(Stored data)
Start of Block

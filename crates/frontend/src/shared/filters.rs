//! Filter bars feeding the chart pages.

use std::sync::Arc;

use chrono::{Datelike, Utc};
use contracts::catalog::{Centro, Contrato};
use contracts::charts::{filter::month_name, ChartFilter};
use leptos::prelude::*;
use leptos::task::spawn_local;

use crate::charts::api::{fetch_centros, fetch_centros_nomina, fetch_contratos};
use crate::charts::pipeline::RequestSequencer;

const YEARS_OFFERED: i32 = 5;

/// The given year and the four before it, newest first
pub fn year_options(current: i32) -> Vec<i32> {
    (0..YEARS_OFFERED).map(|i| current - i).collect()
}

pub fn current_year() -> i32 {
    Utc::now().year()
}

/// Empty select values mean "nothing chosen"
pub fn non_empty(value: String) -> Option<String> {
    let trimmed = value.trim();
    (!trimmed.is_empty()).then(|| trimmed.to_string())
}

pub fn parse_month(value: &str) -> Option<u32> {
    value.trim().parse().ok().filter(|m| (1..=12).contains(m))
}

/// Starting filter for the period pages: this year, January to December
pub fn default_period_filter() -> ChartFilter {
    ChartFilter {
        ano: Some(current_year()),
        mes_inicio: Some(1),
        mes_fin: Some(12),
        ..ChartFilter::default()
    }
}

fn month_options() -> Vec<(u32, &'static str)> {
    (1..=12u32)
        .filter_map(|m| month_name(m).map(|name| (m, name)))
        .collect()
}

#[component]
fn YearSelect(filter: RwSignal<ChartFilter>) -> impl IntoView {
    view! {
        <div class="filter-group">
            <label class="filter-label">"Año:"</label>
            <select
                class="filter-input"
                prop:value=move || filter.with(|f| f.ano.map(|a| a.to_string()).unwrap_or_default())
                on:change=move |ev| {
                    let ano = event_target_value(&ev).parse::<i32>().ok();
                    filter.update(|f| f.ano = ano);
                }
            >
                {year_options(current_year())
                    .into_iter()
                    .map(|ano| view! { <option value=ano.to_string()>{ano}</option> })
                    .collect_view()}
            </select>
        </div>
    }
}

#[component]
fn MonthSelect(
    filter: RwSignal<ChartFilter>,
    label: &'static str,
    read: fn(&ChartFilter) -> Option<u32>,
    write: fn(&mut ChartFilter, Option<u32>),
) -> impl IntoView {
    view! {
        <div class="filter-group">
            <label class="filter-label">{label}</label>
            <select
                class="filter-input"
                prop:value=move || filter.with(|f| read(f).map(|m| m.to_string()).unwrap_or_default())
                on:change=move |ev| {
                    let month = parse_month(&event_target_value(&ev));
                    filter.update(|f| write(f, month));
                }
            >
                {month_options()
                    .into_iter()
                    .map(|(value, name)| view! { <option value=value.to_string()>{name}</option> })
                    .collect_view()}
            </select>
        </div>
    }
}

/// Company, payroll center, year and month range
#[component]
pub fn PeriodFilterBar(filter: RwSignal<ChartFilter>) -> impl IntoView {
    let contratos = RwSignal::new(Vec::<Contrato>::new());
    let centros = RwSignal::new(Vec::<Centro>::new());

    spawn_local(async move {
        match fetch_contratos().await {
            Ok(list) => contratos.set(list),
            Err(e) => log::error!("failed to load contratos: {}", e),
        }
    });

    // Centers follow the chosen company; a late answer for an earlier
    // company is ignored
    let contrato_id = Memo::new(move |_| filter.with(|f| f.contrato_id.clone()));
    let sequencer = Arc::new(RequestSequencer::default());
    Effect::new(move |_| {
        let selected = contrato_id.get();
        let ticket = sequencer.issue();
        centros.set(Vec::new());
        let Some(id) = selected else {
            return;
        };
        let sequencer = Arc::clone(&sequencer);
        spawn_local(async move {
            let result = fetch_centros_nomina(&id).await;
            if !sequencer.is_current(ticket) {
                return;
            }
            match result {
                Ok(list) => centros.set(list),
                Err(e) => log::error!("failed to load centros de nómina: {}", e),
            }
        });
    });

    view! {
        <div class="filter-container">
            <div class="filter-group">
                <label class="filter-label">"Empresa (Contrato):"</label>
                <select
                    class="filter-input"
                    prop:value=move || filter.with(|f| f.contrato_id.clone().unwrap_or_default())
                    on:change=move |ev| {
                        let contrato = non_empty(event_target_value(&ev));
                        filter.update(|f| {
                            f.contrato_id = contrato;
                            f.centro_id = None;
                        });
                    }
                >
                    <option value="">"Elegir Contrato"</option>
                    <For
                        each=move || contratos.get()
                        key=|c| c.id.clone()
                        children=|c| view! { <option value=c.id.clone()>{c.nombre.clone()}</option> }
                    />
                </select>
            </div>

            <div class="filter-group">
                <label class="filter-label">"Centro de Nómina:"</label>
                <select
                    class="filter-input"
                    prop:value=move || filter.with(|f| f.centro_id.clone().unwrap_or_default())
                    prop:disabled=move || contrato_id.get().is_none() || centros.with(|c| c.is_empty())
                    on:change=move |ev| {
                        let centro = non_empty(event_target_value(&ev));
                        filter.update(|f| f.centro_id = centro);
                    }
                >
                    <option value="">
                        {move || if contrato_id.get().is_some() {
                            "Elegir centro"
                        } else {
                            "Seleccione Contrato primero"
                        }}
                    </option>
                    <For
                        each=move || centros.get()
                        key=|c| c.id.clone()
                        children=|c| view! { <option value=c.id.clone()>{c.nombre.clone()}</option> }
                    />
                </select>
            </div>

            <YearSelect filter=filter />
            <MonthSelect
                filter=filter
                label="Desde Mes:"
                read=|f| f.mes_inicio
                write=|f, m| f.mes_inicio = m
            />
            <MonthSelect
                filter=filter
                label="Hasta Mes:"
                read=|f| f.mes_fin
                write=|f, m| f.mes_fin = m
            />
        </div>
    }
}

/// Billing center, year and an optional single month. The first center is
/// preselected once the list arrives.
#[component]
pub fn CenterYearFilterBar(filter: RwSignal<ChartFilter>) -> impl IntoView {
    let centros = RwSignal::new(Vec::<Centro>::new());

    spawn_local(async move {
        match fetch_centros().await {
            Ok(list) => {
                if let Some(first) = list.first() {
                    let id = first.id.clone();
                    filter.update(|f| {
                        if f.centro_id.is_none() {
                            f.centro_id = Some(id);
                        }
                    });
                }
                centros.set(list);
            }
            Err(e) => log::error!("failed to load centros: {}", e),
        }
    });

    view! {
        <div class="filter-container">
            <div class="filter-group">
                <label class="filter-label">"Centro:"</label>
                <select
                    class="filter-input"
                    prop:value=move || filter.with(|f| f.centro_id.clone().unwrap_or_default())
                    on:change=move |ev| {
                        let centro = non_empty(event_target_value(&ev));
                        filter.update(|f| f.centro_id = centro);
                    }
                >
                    <option value="">"Seleccione un Centro"</option>
                    <For
                        each=move || centros.get()
                        key=|c| c.id.clone()
                        children=|c| view! { <option value=c.id.clone()>{c.nombre.clone()}</option> }
                    />
                </select>
            </div>

            <YearSelect filter=filter />

            <div class="filter-group">
                <label class="filter-label">"Mes:"</label>
                <select
                    class="filter-input"
                    prop:value=move || filter.with(|f| f.mes.map(|m| m.to_string()).unwrap_or_default())
                    on:change=move |ev| {
                        let mes = parse_month(&event_target_value(&ev));
                        filter.update(|f| f.mes = mes);
                    }
                >
                    <option value="">"Todos los Meses"</option>
                    {month_options()
                        .into_iter()
                        .map(|(value, name)| view! { <option value=value.to_string()>{name}</option> })
                        .collect_view()}
                </select>
            </div>
        </div>
    }
}

#[cfg(test)]
mod tests {
    use super::*;

    #[test]
    fn test_year_options() {
        assert_eq!(year_options(2025), vec![2025, 2024, 2023, 2022, 2021]);
    }

    #[test]
    fn test_parse_month() {
        assert_eq!(parse_month("3"), Some(3));
        assert_eq!(parse_month(""), None);
        assert_eq!(parse_month("13"), None);
        assert_eq!(parse_month("0"), None);
    }

    #[test]
    fn test_non_empty() {
        assert_eq!(non_empty("  ".into()), None);
        assert_eq!(non_empty(" 12 ".into()), Some("12".into()));
    }

    #[test]
    fn test_default_period_filter_waits_for_center() {
        let filter = default_period_filter();
        assert_eq!(filter.mes_inicio, Some(1));
        assert_eq!(filter.mes_fin, Some(12));
        assert!(!filter.is_complete(contracts::charts::PERIOD_RANGE));
    }
}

End of Block

Task:
Retype only this range exactly: the first line of the data through the line where "use leptos::prelude::*;" appears.

Expected output:
filename crates/frontend/src/shared/filters.rs
//! Filter bars feeding the chart pages.

use std::sync::Arc;

use chrono::{Datelike, Utc};
use contracts::catalog::{Centro, Contrato};
use contracts::charts::{filter::month_name, ChartFilter};
use leptos::prelude::*;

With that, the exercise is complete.